We made a dash for our bus and drove for what seemed like hours. After a long wait, the unofficial boss man arrived on the back of a rickety moped. The jefe was a tall and imposing older man decked out in a military-issued uniform. His grin was both wide and menacing at the same time. I’ve seen that face before, on sketchy policemen in Rio, Tangier and Freetown.
After begging him to let us film the cave, the jefe left without saying a word, and a tall young man from a nearby hood, dressed in a neon green YMCA Camp T-shirt, long plaid shorts and flip-flops, appeared in his stead. He carried two small flashlights and began the tour with the uninflected tone of someone who would have rather been anywhere else. But his knowledge of the caves was masterful and his love for them fierce. He recounted an epic saga between the community and the companies that have put these caves in danger by quarrying limestone nearby.
Seeing the depictions of life before the Western invasion — and right before the cave’s inevitable gentrification — was mind-blowing.

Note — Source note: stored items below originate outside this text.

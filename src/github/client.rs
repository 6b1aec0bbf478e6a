use async_trait::async_trait;
use reqwest::{header, Client, StatusCode};

use crate::error::{Error, Result};
use crate::github::host::PullRequestHost;
use crate::github::rate_limiter::RateLimiter;
use crate::models::{DiffStatus, PullRequest};

pub struct GitHubClient {
    client: Client,
    rate_limiter: RateLimiter,
    base_url: String,
}

impl GitHubClient {
    pub fn new(token: &str, base_url: &str, rate_limiter: RateLimiter) -> Result<Self> {
        let mut headers = header::HeaderMap::new();
        headers.insert(
            header::AUTHORIZATION,
            header::HeaderValue::from_str(&format!("Bearer {}", token))?,
        );
        headers.insert(
            header::ACCEPT,
            header::HeaderValue::from_static("application/vnd.github+json"),
        );
        headers.insert(
            "X-GitHub-Api-Version",
            header::HeaderValue::from_static("2022-11-28"),
        );
        headers.insert(
            header::USER_AGENT,
            header::HeaderValue::from_static("prmigrate/0.1"),
        );

        let client = Client::builder().default_headers(headers).build()?;

        Ok(Self {
            client,
            rate_limiter,
            base_url: base_url.trim_end_matches('/').to_string(),
        })
    }

    pub async fn get_pull_request(&self, repository: &str, number: u64) -> Result<PullRequest> {
        self.rate_limiter.wait().await;
        let url = format!("{}/repos/{}/pulls/{}", self.base_url, repository, number);
        tracing::debug!("Fetching pull request: {}#{}", repository, number);

        let response = self.client.get(&url).send().await?;
        self.rate_limiter.update_from_response(&response).await;

        if response.status() == StatusCode::NOT_FOUND {
            return Err(Error::PullRequestNotFound(number));
        }

        if !response.status().is_success() {
            let status = response.status();
            let body = response.text().await.unwrap_or_default();
            return Err(Error::GitHubApi(format!(
                "Failed to fetch pull request {}: {} - {}",
                number, status, body
            )));
        }

        Ok(response.json().await?)
    }

    /// Requests the raw diff. 404 and 422 both mean GitHub has no diff to
    /// serve for the pull request. Only transport failures are errors.
    pub async fn get_diff_status(&self, diff_url: &str) -> Result<DiffStatus> {
        self.rate_limiter.wait().await;
        tracing::debug!("Fetching diff: {}", diff_url);

        let response = self
            .client
            .get(diff_url)
            .header(header::ACCEPT, "application/vnd.github.diff")
            .send()
            .await?;
        self.rate_limiter.update_from_response(&response).await;

        match response.status() {
            StatusCode::NOT_FOUND | StatusCode::UNPROCESSABLE_ENTITY => Ok(DiffStatus::Missing),
            status if status.is_success() => Ok(DiffStatus::Present),
            status => {
                tracing::debug!("Diff {} answered {}", diff_url, status);
                Ok(DiffStatus::Unavailable(status.as_u16()))
            }
        }
    }
}

#[async_trait]
impl PullRequestHost for GitHubClient {
    async fn get_pull(&self, repository: &str, number: u64) -> Result<PullRequest> {
        self.get_pull_request(repository, number).await
    }

    async fn fetch_diff(&self, pull: &PullRequest) -> Result<DiffStatus> {
        self.get_diff_status(&pull.diff_url).await
    }
}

But all along, I felt a chill, as if this may not end well. Different scenarios played out in my mind, all ending with the jefe robbing us, and maybe worse. We emerged safely, though, passing by what looked like a used condom at the cave’s entrance before heading back to the hotel.
Later, sipping my rimy beer, I was grateful. The universe had allowed us to retrace humankind’s historic footprints. As the breeze shrouded me in its warmth, I felt it was well worth those moments of uncertainty.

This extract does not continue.